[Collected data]
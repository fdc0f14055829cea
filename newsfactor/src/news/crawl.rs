//! Two-level news crawl: listing page to article links, then each article
//! to news records.

use std::path::PathBuf;

use tracing::{info, warn};

use super::content::{CONTENT_INSTRUCTION, records_from_content};
use super::links::{DEFAULT_ARTICLE_FILTER, LINK_INSTRUCTION, collect_links};
use super::persist::{HeaderStyle, save_records};
use super::record::{NewsContent, NewsRecord, NewsUrl};
use crate::crawler::{ExtractionStrategy, WebCrawler};

/// Tuning for a [`NewsCrawler`].
#[derive(Debug, Clone)]
pub struct CrawlOptions {
    /// Keep only article links containing this marker.
    pub link_filter: Option<String>,
    /// Drop records missing any field.
    pub strict: bool,
    /// Process at most this many links.
    pub max_links: Option<usize>,
    /// Where to save the raw news snapshot; `None` disables it.
    pub news_output: Option<PathBuf>,
    /// Header layout of the raw news snapshot.
    pub news_header: HeaderStyle,
    /// Extraction chunk size in characters.
    pub chunk_size: usize,
}

impl Default for CrawlOptions {
    fn default() -> Self {
        Self {
            link_filter: None,
            strict: false,
            max_links: None,
            news_output: Some(PathBuf::from("news.csv")),
            news_header: HeaderStyle::Chinese,
            chunk_size: ExtractionStrategy::DEFAULT_CHUNK_SIZE,
        }
    }
}

impl CrawlOptions {
    /// Keep only links on the default site's article path.
    #[must_use]
    pub fn with_article_filter(mut self) -> Self {
        self.link_filter = Some(DEFAULT_ARTICLE_FILTER.to_owned());
        self
    }
}

/// Crawls a listing page and every article it links to.
#[derive(Debug, Clone)]
pub struct NewsCrawler {
    crawler: WebCrawler,
    options: CrawlOptions,
    link_strategy: ExtractionStrategy,
    content_strategy: ExtractionStrategy,
}

impl NewsCrawler {
    /// Create a news crawler.
    #[must_use]
    pub fn new(crawler: WebCrawler, options: CrawlOptions) -> Self {
        let link_strategy = ExtractionStrategy::for_type::<NewsUrl>(LINK_INSTRUCTION)
            .with_chunk_size(options.chunk_size);
        let content_strategy = ExtractionStrategy::for_type::<NewsContent>(CONTENT_INSTRUCTION)
            .with_chunk_size(options.chunk_size);
        Self {
            crawler,
            options,
            link_strategy,
            content_strategy,
        }
    }

    /// Options in effect.
    #[must_use]
    pub const fn options(&self) -> &CrawlOptions {
        &self.options
    }

    /// Article links on `url`, in page order. Empty on any failure.
    pub async fn extract_links(&self, url: &str) -> Vec<String> {
        let result = self.crawler.run(url, &self.link_strategy).await;
        if !result.success {
            warn!(
                url,
                error = result.error_message.as_deref().unwrap_or("unknown"),
                "Link extraction failed"
            );
            return Vec::new();
        }
        if !matches!(result.extracted_content, Some(serde_json::Value::Array(_))) {
            warn!(url, "Link extraction returned no list");
            return Vec::new();
        }
        collect_links(result.items(), self.options.link_filter.as_deref())
    }

    /// News records on one article page, or `None` when extraction failed.
    pub async fn extract_content(&self, url: &str) -> Option<Vec<NewsRecord>> {
        let result = self.crawler.run(url, &self.content_strategy).await;
        if !result.success {
            return None;
        }
        records_from_content(result.extracted_content.as_ref()?, self.options.strict)
    }

    /// Crawl `url` and every article it links to, strictly sequentially.
    ///
    /// Saves the raw news snapshot when at least one record was extracted.
    pub async fn crawl(&self, url: &str) -> Vec<NewsRecord> {
        let mut links = self.extract_links(url).await;
        let total_links = links.len();
        if links.is_empty() {
            warn!(url, "No news links found");
            return Vec::new();
        }
        info!(url, total_links, "Found news links");

        if let Some(max) = self.options.max_links {
            links.truncate(max);
        }

        let mut all_news = Vec::new();
        for (i, link) in links.iter().enumerate() {
            info!(index = i + 1, total = links.len(), url = %link, "Processing article");
            match self.extract_content(link).await {
                Some(records) => {
                    info!(url = %link, records = records.len(), "Extraction succeeded");
                    all_news.extend(records);
                }
                None => warn!(url = %link, "Extraction failed"),
            }
        }

        info!(
            total_links,
            processed = links.len(),
            records = all_news.len(),
            "News crawl finished"
        );

        if let Some(path) = &self.options.news_output
            && !all_news.is_empty()
        {
            let status = save_records(&all_news, path, self.options.news_header);
            info!(%status, "Raw news snapshot");
        }

        all_news
    }
}
//! CLI error type.

use crate::config::ConfigError;

/// Result type alias for CLI commands.
pub type Result<T> = std::result::Result<T, CliError>;

/// Errors surfaced by CLI commands.
#[derive(Debug, thiserror::Error)]
pub enum CliError {
    /// Configuration could not be loaded or is invalid.
    #[error("config error: {0}")]
    Config(String),

    /// Library failure.
    #[error(transparent)]
    Newsfactor(#[from] newsfactor::Error),

    /// Terminal I/O failure.
    #[error("I/O error: {0}")]
    Io(#[from] std::io::Error),
}

impl CliError {
    /// Create a configuration error.
    #[must_use]
    pub fn config(msg: impl Into<String>) -> Self {
        Self::Config(msg.into())
    }
}

impl From<ConfigError> for CliError {
    fn from(err: ConfigError) -> Self {
        Self::Config(err.to_string())
    }
}

impl From<newsfactor::LlmError> for CliError {
    fn from(err: newsfactor::LlmError) -> Self {
        Self::Newsfactor(err.into())
    }
}
//! Tool trait and the toolbox used for function calling.
//!
//! `ToolDefinition` serializes to the chat completion function format
//! `{"type": "function", "function": {...}}`.

use async_trait::async_trait;
use serde::{Deserialize, Serialize};
use serde_json::Value;
use std::collections::HashMap;
use std::fmt;

use crate::error::ToolError;

/// A type alias for `Result<T, ToolError>`.
pub type ToolResult<T> = Result<T, ToolError>;

/// Definition of a tool for LLM function calling.
#[derive(Debug, Clone, Deserialize)]
pub struct ToolDefinition {
    /// Name of the tool, in snake_case.
    pub name: String,

    /// Description that helps the model decide when to call the tool.
    pub description: String,

    /// JSON schema for the tool's parameters.
    pub parameters: Value,

}

impl ToolDefinition {
    /// Create a new tool definition.
    #[must_use]
    pub fn new(name: impl Into<String>, description: impl Into<String>, parameters: Value) -> Self {
        Self {
            name: name.into(),
            description: description.into(),
            parameters,
        }
    }
}

impl Serialize for ToolDefinition {
    fn serialize<S>(&self, serializer: S) -> Result<S::Ok, S::Error>
    where
        S: serde::Serializer,
    {
        use serde::ser::SerializeMap;

        let mut function = serde_json::Map::new();
        function.insert("name".to_owned(), Value::String(self.name.clone()));
        function.insert(
            "description".to_owned(),
            Value::String(self.description.clone()),
        );
        function.insert("parameters".to_owned(), self.parameters.clone());

        let mut map = serializer.serialize_map(Some(2))?;
        map.serialize_entry("type", "function")?;
        map.serialize_entry("function", &function)?;
        map.end()
    }
}

/// A capability the model can invoke through function calling.
#[async_trait]
pub trait Tool: Send + Sync {
    /// Static name of the tool.
    const NAME: &'static str;

    /// Arguments type for the tool.
    type Args: for<'de> Deserialize<'de> + Send;

    /// Output type of the tool.
    type Output: Serialize + Send;

    /// Get the name of the tool.
    fn name(&self) -> &'static str {
        Self::NAME
    }

    /// Get the description of the tool.
    fn description(&self) -> String;

    /// Get the JSON schema for the tool's parameters.
    fn parameters_schema(&self) -> Value;

    /// Execute the tool with typed arguments.
    async fn call(&self, args: Self::Args) -> ToolResult<Self::Output>;

    /// Get the tool definition for function calling.
    fn definition(&self) -> ToolDefinition {
        ToolDefinition::new(self.name(), self.description(), self.parameters_schema())
    }

    /// Call the tool with JSON arguments and return JSON output.
    ///
    /// Models send arguments as a JSON-encoded string; plain objects are
    /// accepted as well.
    async fn call_json(&self, args: Value) -> ToolResult<Value>
    where
        Self::Output: 'static,
    {
        let typed_args: Self::Args = match &args {
            Value::String(s) => {
                serde_json::from_str(s).map_err(|e| ToolError::invalid_args(e.to_string()))?
            }
            _ => serde_json::from_value(args).map_err(|e| ToolError::invalid_args(e.to_string()))?,
        };

        let result = self.call(typed_args).await?;
        serde_json::to_value(result).map_err(|e| ToolError::execution(e.to_string()))
    }
}

/// A boxed dynamic tool that can be stored in a [`ToolBox`].
pub type BoxedTool = Box<dyn DynTool>;

/// Object-safe version of [`Tool`] for dynamic dispatch.
#[async_trait]
pub trait DynTool: Send + Sync {
    /// Get the name of the tool.
    fn name(&self) -> &str;

    /// Get the tool definition.
    fn definition(&self) -> ToolDefinition;

    /// Call the tool with JSON arguments.
    async fn call_json(&self, args: Value) -> ToolResult<Value>;
}

#[async_trait]
impl<T: Tool + 'static> DynTool for T
where
    T::Output: 'static,
{
    fn name(&self) -> &str {
        Tool::name(self)
    }

    fn definition(&self) -> ToolDefinition {
        Tool::definition(self)
    }

    async fn call_json(&self, args: Value) -> ToolResult<Value> {
        Tool::call_json(self, args).await
    }
}

/// A named collection of tools.
#[derive(Default)]
pub struct ToolBox {
    tools: HashMap<String, BoxedTool>,
}

impl ToolBox {
    /// Create a new empty toolbox.
    #[must_use]
    pub fn new() -> Self {
        Self::default()
    }

    /// Add a tool to the toolbox, replacing any tool with the same name.
    pub fn add<T: Tool + 'static>(&mut self, tool: T)
    where
        T::Output: 'static,
    {
        self.tools.insert(tool.name().to_owned(), Box::new(tool));
    }

    /// Definitions of every tool, sorted by name so requests are stable.
    #[must_use]
    pub fn definitions(&self) -> Vec<ToolDefinition> {
        let mut defs: Vec<_> = self.tools.values().map(|t| t.definition()).collect();
        defs.sort_by(|a, b| a.name.cmp(&b.name));
        defs
    }

    /// Call a tool by name with JSON arguments.
    ///
    /// # Errors
    ///
    /// Returns [`ToolError::NotFound`] for unknown names, or whatever the
    /// tool itself reports.
    pub async fn call(&self, name: &str, args: Value) -> ToolResult<Value> {
        let tool = self
            .tools
            .get(name)
            .ok_or_else(|| ToolError::NotFound(name.to_owned()))?;
        tool.call_json(args).await
    }
}

impl fmt::Debug for ToolBox {
    fn fmt(&self, f: &mut fmt::Formatter<'_>) -> fmt::Result {
        let mut names: Vec<_> = self.tools.keys().collect();
        names.sort();
        f.debug_struct("ToolBox").field("tools", &names).finish()
    }
}

#[cfg(test)]
mod tests {
    use super::*;

    struct Shout;

    #[derive(Deserialize)]
    struct ShoutArgs {
        text: String,
    }

    #[async_trait]
    impl Tool for Shout {
        const NAME: &'static str = "shout";
        type Args = ShoutArgs;
        type Output = String;

        fn description(&self) -> String {
            "Upper-case the given text".to_owned()
        }

        fn parameters_schema(&self) -> Value {
            serde_json::json!({
                "type": "object",
                "properties": {"text": {"type": "string"}},
                "required": ["text"]
            })
        }

        async fn call(&self, args: Self::Args) -> ToolResult<Self::Output> {
            if args.text.is_empty() {
                return Err(ToolError::execution("nothing to shout"));
            }
            Ok(args.text.to_uppercase())
        }
    }

    #[test]
    fn definition_serializes_to_function_format() {
        let json = serde_json::to_value(Tool::definition(&Shout)).unwrap();
        assert_eq!(json["type"], "function");
        assert_eq!(json["function"]["name"], "shout");
        assert!(json["function"]["parameters"]["properties"]["text"].is_object());
        assert!(json["function"].get("strict").is_none());
    }

    #[tokio::test]
    async fn toolbox_calls_with_string_or_object_args() {
        let mut toolbox = ToolBox::new();
        toolbox.add(Shout);
        assert_eq!(toolbox.definitions().len(), 1);

        let out = toolbox
            .call("shout", Value::String(r#"{"text":"hi"}"#.to_owned()))
            .await
            .unwrap();
        assert_eq!(out, Value::from("HI"));

        let out = toolbox
            .call("shout", serde_json::json!({"text": "ok"}))
            .await
            .unwrap();
        assert_eq!(out, Value::from("OK"));
    }

    #[tokio::test]
    async fn toolbox_reports_errors() {
        let mut toolbox = ToolBox::new();
        toolbox.add(Shout);

        let err = toolbox.call("whisper", Value::Null).await.unwrap_err();
        assert!(matches!(err, ToolError::NotFound(_)));

        let err = toolbox
            .call("shout", serde_json::json!({"wrong": 1}))
            .await
            .unwrap_err();
        assert!(matches!(err, ToolError::InvalidArguments(_)));

        let err = toolbox
            .call("shout", serde_json::json!({"text": ""}))
            .await
            .unwrap_err();
        assert!(matches!(err, ToolError::Execution(_)));
    }
}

§ YOUR TASK
Find each line above that contains "usize", and copy those lines.

§ ANSWER SPACE
    pub max_links: Option<usize>,
    pub chunk_size: usize,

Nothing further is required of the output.